PROBLEM REQUIREMENTS:
Reproduce the listing that follows, line for line.

'''

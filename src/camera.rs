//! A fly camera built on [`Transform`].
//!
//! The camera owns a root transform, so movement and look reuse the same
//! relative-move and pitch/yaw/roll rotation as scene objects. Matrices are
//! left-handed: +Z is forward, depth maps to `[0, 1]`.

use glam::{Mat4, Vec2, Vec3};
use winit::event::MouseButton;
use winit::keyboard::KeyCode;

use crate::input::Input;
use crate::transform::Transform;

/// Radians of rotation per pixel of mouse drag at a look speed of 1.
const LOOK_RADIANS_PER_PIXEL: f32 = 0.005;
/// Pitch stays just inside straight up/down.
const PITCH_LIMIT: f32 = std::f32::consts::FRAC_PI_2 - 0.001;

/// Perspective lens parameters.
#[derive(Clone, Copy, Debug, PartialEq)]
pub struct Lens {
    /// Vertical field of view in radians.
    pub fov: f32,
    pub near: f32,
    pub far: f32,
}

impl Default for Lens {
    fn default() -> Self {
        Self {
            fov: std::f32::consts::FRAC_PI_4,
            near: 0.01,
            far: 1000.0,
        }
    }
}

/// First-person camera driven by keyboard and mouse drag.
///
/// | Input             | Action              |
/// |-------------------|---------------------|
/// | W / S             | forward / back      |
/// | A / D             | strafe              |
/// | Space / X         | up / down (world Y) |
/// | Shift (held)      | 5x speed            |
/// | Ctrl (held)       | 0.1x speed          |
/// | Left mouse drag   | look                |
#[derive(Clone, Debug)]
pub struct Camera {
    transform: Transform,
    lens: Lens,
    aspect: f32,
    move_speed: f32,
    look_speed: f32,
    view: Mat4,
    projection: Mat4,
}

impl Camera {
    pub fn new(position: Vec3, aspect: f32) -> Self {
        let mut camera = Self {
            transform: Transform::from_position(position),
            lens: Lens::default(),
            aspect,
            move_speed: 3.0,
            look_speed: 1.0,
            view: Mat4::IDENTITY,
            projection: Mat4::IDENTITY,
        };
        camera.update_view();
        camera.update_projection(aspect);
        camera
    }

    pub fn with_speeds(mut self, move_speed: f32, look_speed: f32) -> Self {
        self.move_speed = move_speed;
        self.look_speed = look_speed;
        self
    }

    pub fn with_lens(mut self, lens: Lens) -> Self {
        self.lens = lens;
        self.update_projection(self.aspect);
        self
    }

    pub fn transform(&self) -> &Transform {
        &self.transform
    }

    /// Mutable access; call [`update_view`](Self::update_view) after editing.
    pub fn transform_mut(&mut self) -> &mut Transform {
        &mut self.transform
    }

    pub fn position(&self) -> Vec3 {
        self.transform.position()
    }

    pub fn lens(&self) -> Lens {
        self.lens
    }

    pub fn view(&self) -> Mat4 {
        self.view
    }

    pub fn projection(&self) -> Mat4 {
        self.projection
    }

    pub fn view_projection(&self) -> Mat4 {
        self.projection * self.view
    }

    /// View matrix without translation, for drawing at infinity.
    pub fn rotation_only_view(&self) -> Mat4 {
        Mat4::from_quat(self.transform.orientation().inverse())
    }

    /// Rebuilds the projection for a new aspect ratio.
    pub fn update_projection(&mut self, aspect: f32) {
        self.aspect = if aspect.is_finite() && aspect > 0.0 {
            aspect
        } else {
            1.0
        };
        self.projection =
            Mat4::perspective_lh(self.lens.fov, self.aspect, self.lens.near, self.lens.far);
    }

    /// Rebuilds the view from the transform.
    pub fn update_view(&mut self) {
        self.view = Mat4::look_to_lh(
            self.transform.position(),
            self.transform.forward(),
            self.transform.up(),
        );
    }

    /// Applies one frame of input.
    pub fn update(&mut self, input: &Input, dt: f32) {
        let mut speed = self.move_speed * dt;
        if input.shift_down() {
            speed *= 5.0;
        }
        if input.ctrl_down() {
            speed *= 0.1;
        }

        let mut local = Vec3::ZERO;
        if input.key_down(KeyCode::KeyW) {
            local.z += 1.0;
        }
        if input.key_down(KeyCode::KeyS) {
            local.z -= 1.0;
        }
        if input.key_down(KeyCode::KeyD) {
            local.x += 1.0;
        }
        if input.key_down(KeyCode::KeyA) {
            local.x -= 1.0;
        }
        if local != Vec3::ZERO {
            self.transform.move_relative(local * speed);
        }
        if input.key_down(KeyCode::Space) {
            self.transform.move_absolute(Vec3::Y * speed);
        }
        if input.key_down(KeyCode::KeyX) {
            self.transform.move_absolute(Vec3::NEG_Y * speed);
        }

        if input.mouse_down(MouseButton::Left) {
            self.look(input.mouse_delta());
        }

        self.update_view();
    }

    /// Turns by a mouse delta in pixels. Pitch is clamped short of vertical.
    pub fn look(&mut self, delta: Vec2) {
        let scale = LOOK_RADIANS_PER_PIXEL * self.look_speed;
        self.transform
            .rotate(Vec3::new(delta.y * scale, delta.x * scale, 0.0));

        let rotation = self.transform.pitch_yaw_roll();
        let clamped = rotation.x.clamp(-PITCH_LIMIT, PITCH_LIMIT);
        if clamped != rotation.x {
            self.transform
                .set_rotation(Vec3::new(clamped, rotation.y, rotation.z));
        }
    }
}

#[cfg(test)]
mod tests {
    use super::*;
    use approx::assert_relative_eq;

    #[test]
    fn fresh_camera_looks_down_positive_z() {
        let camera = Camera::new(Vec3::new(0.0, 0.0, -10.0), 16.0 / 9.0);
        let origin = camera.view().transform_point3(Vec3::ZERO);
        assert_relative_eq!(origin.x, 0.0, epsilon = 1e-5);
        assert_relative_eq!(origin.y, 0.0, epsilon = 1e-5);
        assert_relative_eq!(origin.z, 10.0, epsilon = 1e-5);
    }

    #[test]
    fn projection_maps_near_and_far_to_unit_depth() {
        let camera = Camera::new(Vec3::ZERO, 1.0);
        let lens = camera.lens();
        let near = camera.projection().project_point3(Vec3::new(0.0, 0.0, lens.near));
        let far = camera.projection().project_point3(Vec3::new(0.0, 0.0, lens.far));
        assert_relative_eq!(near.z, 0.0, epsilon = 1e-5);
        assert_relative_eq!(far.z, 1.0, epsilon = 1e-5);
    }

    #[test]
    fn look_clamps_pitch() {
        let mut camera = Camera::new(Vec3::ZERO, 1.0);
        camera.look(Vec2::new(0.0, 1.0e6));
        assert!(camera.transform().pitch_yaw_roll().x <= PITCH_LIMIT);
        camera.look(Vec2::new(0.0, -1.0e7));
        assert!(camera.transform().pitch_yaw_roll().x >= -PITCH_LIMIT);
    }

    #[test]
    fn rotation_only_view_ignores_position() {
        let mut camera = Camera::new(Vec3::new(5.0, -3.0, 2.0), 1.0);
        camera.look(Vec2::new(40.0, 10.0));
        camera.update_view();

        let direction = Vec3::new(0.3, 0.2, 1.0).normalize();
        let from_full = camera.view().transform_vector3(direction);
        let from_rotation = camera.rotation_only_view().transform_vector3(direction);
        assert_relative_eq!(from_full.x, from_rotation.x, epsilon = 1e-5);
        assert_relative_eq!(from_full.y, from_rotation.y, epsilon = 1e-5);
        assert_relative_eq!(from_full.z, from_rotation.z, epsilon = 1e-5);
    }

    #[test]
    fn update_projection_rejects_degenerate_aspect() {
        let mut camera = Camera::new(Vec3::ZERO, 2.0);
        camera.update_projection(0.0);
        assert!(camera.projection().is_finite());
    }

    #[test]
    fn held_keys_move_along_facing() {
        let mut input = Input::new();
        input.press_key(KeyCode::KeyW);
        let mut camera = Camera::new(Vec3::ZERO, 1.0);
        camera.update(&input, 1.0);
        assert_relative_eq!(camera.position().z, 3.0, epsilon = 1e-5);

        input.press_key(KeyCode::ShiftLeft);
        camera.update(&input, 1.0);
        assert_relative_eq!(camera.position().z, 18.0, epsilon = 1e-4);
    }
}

'''

SOLVED EXERCISE:
filename src/camera.rs
//! A fly camera built on [`Transform`].
//!
//! The camera owns a root transform, so movement and look reuse the same
//! relative-move and pitch/yaw/roll rotation as scene objects. Matrices are
//! left-handed: +Z is forward, depth maps to `[0, 1]`.

use glam::{Mat4, Vec2, Vec3};
use winit::event::MouseButton;
use winit::keyboard::KeyCode;

use crate::input::Input;
use crate::transform::Transform;

/// Radians of rotation per pixel of mouse drag at a look speed of 1.
const LOOK_RADIANS_PER_PIXEL: f32 = 0.005;
/// Pitch stays just inside straight up/down.
const PITCH_LIMIT: f32 = std::f32::consts::FRAC_PI_2 - 0.001;

/// Perspective lens parameters.
#[derive(Clone, Copy, Debug, PartialEq)]
pub struct Lens {
    /// Vertical field of view in radians.
    pub fov: f32,
    pub near: f32,
    pub far: f32,
}

impl Default for Lens {
    fn default() -> Self {
        Self {
            fov: std::f32::consts::FRAC_PI_4,
            near: 0.01,
            far: 1000.0,
        }
    }
}

/// First-person camera driven by keyboard and mouse drag.
///
/// | Input             | Action              |
/// |-------------------|---------------------|
/// | W / S             | forward / back      |
/// | A / D             | strafe              |
/// | Space / X         | up / down (world Y) |
/// | Shift (held)      | 5x speed            |
/// | Ctrl (held)       | 0.1x speed          |
/// | Left mouse drag   | look                |
#[derive(Clone, Debug)]
pub struct Camera {
    transform: Transform,
    lens: Lens,
    aspect: f32,
    move_speed: f32,
    look_speed: f32,
    view: Mat4,
    projection: Mat4,
}

impl Camera {
    pub fn new(position: Vec3, aspect: f32) -> Self {
        let mut camera = Self {
            transform: Transform::from_position(position),
            lens: Lens::default(),
            aspect,
            move_speed: 3.0,
            look_speed: 1.0,
            view: Mat4::IDENTITY,
            projection: Mat4::IDENTITY,
        };
        camera.update_view();
        camera.update_projection(aspect);
        camera
    }

    pub fn with_speeds(mut self, move_speed: f32, look_speed: f32) -> Self {
        self.move_speed = move_speed;
        self.look_speed = look_speed;
        self
    }

    pub fn with_lens(mut self, lens: Lens) -> Self {
        self.lens = lens;
        self.update_projection(self.aspect);
        self
    }

    pub fn transform(&self) -> &Transform {
        &self.transform
    }

    /// Mutable access; call [`update_view`](Self::update_view) after editing.
    pub fn transform_mut(&mut self) -> &mut Transform {
        &mut self.transform
    }

    pub fn position(&self) -> Vec3 {
        self.transform.position()
    }

    pub fn lens(&self) -> Lens {
        self.lens
    }

    pub fn view(&self) -> Mat4 {
        self.view
    }

    pub fn projection(&self) -> Mat4 {
        self.projection
    }

    pub fn view_projection(&self) -> Mat4 {
        self.projection * self.view
    }

    /// View matrix without translation, for drawing at infinity.
    pub fn rotation_only_view(&self) -> Mat4 {
        Mat4::from_quat(self.transform.orientation().inverse())
    }

    /// Rebuilds the projection for a new aspect ratio.
    pub fn update_projection(&mut self, aspect: f32) {
        self.aspect = if aspect.is_finite() && aspect > 0.0 {
            aspect
        } else {
            1.0
        };
        self.projection =
            Mat4::perspective_lh(self.lens.fov, self.aspect, self.lens.near, self.lens.far);
    }

    /// Rebuilds the view from the transform.
    pub fn update_view(&mut self) {
        self.view = Mat4::look_to_lh(
            self.transform.position(),
            self.transform.forward(),
            self.transform.up(),
        );
    }

    /// Applies one frame of input.
    pub fn update(&mut self, input: &Input, dt: f32) {
        let mut speed = self.move_speed * dt;
        if input.shift_down() {
            speed *= 5.0;
        }
        if input.ctrl_down() {
            speed *= 0.1;
        }

        let mut local = Vec3::ZERO;
        if input.key_down(KeyCode::KeyW) {
            local.z += 1.0;
        }
        if input.key_down(KeyCode::KeyS) {
            local.z -= 1.0;
        }
        if input.key_down(KeyCode::KeyD) {
            local.x += 1.0;
        }
        if input.key_down(KeyCode::KeyA) {
            local.x -= 1.0;
        }
        if local != Vec3::ZERO {
            self.transform.move_relative(local * speed);
        }
        if input.key_down(KeyCode::Space) {
            self.transform.move_absolute(Vec3::Y * speed);
        }
        if input.key_down(KeyCode::KeyX) {
            self.transform.move_absolute(Vec3::NEG_Y * speed);
        }

        if input.mouse_down(MouseButton::Left) {
            self.look(input.mouse_delta());
        }

        self.update_view();
    }

    /// Turns by a mouse delta in pixels. Pitch is clamped short of vertical.
    pub fn look(&mut self, delta: Vec2) {
        let scale = LOOK_RADIANS_PER_PIXEL * self.look_speed;
        self.transform
            .rotate(Vec3::new(delta.y * scale, delta.x * scale, 0.0));

        let rotation = self.transform.pitch_yaw_roll();
        let clamped = rotation.x.clamp(-PITCH_LIMIT, PITCH_LIMIT);
        if clamped != rotation.x {
            self.transform
                .set_rotation(Vec3::new(clamped, rotation.y, rotation.z));
        }
    }
}

#[cfg(test)]
mod tests {
    use super::*;
    use approx::assert_relative_eq;

    #[test]
    fn fresh_camera_looks_down_positive_z() {
        let camera = Camera::new(Vec3::new(0.0, 0.0, -10.0), 16.0 / 9.0);
        let origin = camera.view().transform_point3(Vec3::ZERO);
        assert_relative_eq!(origin.x, 0.0, epsilon = 1e-5);
        assert_relative_eq!(origin.y, 0.0, epsilon = 1e-5);
        assert_relative_eq!(origin.z, 10.0, epsilon = 1e-5);
    }

    #[test]
    fn projection_maps_near_and_far_to_unit_depth() {
        let camera = Camera::new(Vec3::ZERO, 1.0);
        let lens = camera.lens();
        let near = camera.projection().project_point3(Vec3::new(0.0, 0.0, lens.near));
        let far = camera.projection().project_point3(Vec3::new(0.0, 0.0, lens.far));
        assert_relative_eq!(near.z, 0.0, epsilon = 1e-5);
        assert_relative_eq!(far.z, 1.0, epsilon = 1e-5);
    }

    #[test]
    fn look_clamps_pitch() {
        let mut camera = Camera::new(Vec3::ZERO, 1.0);
        camera.look(Vec2::new(0.0, 1.0e6));
        assert!(camera.transform().pitch_yaw_roll().x <= PITCH_LIMIT);
        camera.look(Vec2::new(0.0, -1.0e7));
        assert!(camera.transform().pitch_yaw_roll().x >= -PITCH_LIMIT);
    }

    #[test]
    fn rotation_only_view_ignores_position() {
        let mut camera = Camera::new(Vec3::new(5.0, -3.0, 2.0), 1.0);
        camera.look(Vec2::new(40.0, 10.0));
        camera.update_view();

        let direction = Vec3::new(0.3, 0.2, 1.0).normalize();
        let from_full = camera.view().transform_vector3(direction);
        let from_rotation = camera.rotation_only_view().transform_vector3(direction);
        assert_relative_eq!(from_full.x, from_rotation.x, epsilon = 1e-5);
        assert_relative_eq!(from_full.y, from_rotation.y, epsilon = 1e-5);
        assert_relative_eq!(from_full.z, from_rotation.z, epsilon = 1e-5);
    }

    #[test]
    fn update_projection_rejects_degenerate_aspect() {
        let mut camera = Camera::new(Vec3::ZERO, 2.0);
        camera.update_projection(0.0);
        assert!(camera.projection().is_finite());
    }

    #[test]
    fn held_keys_move_along_facing() {
        let mut input = Input::new();
        input.press_key(KeyCode::KeyW);
        let mut camera = Camera::new(Vec3::ZERO, 1.0);
        camera.update(&input, 1.0);
        assert_relative_eq!(camera.position().z, 3.0, epsilon = 1e-5);

        input.press_key(KeyCode::ShiftLeft);
        camera.update(&input, 1.0);
        assert_relative_eq!(camera.position().z, 18.0, epsilon = 1e-4);
    }
}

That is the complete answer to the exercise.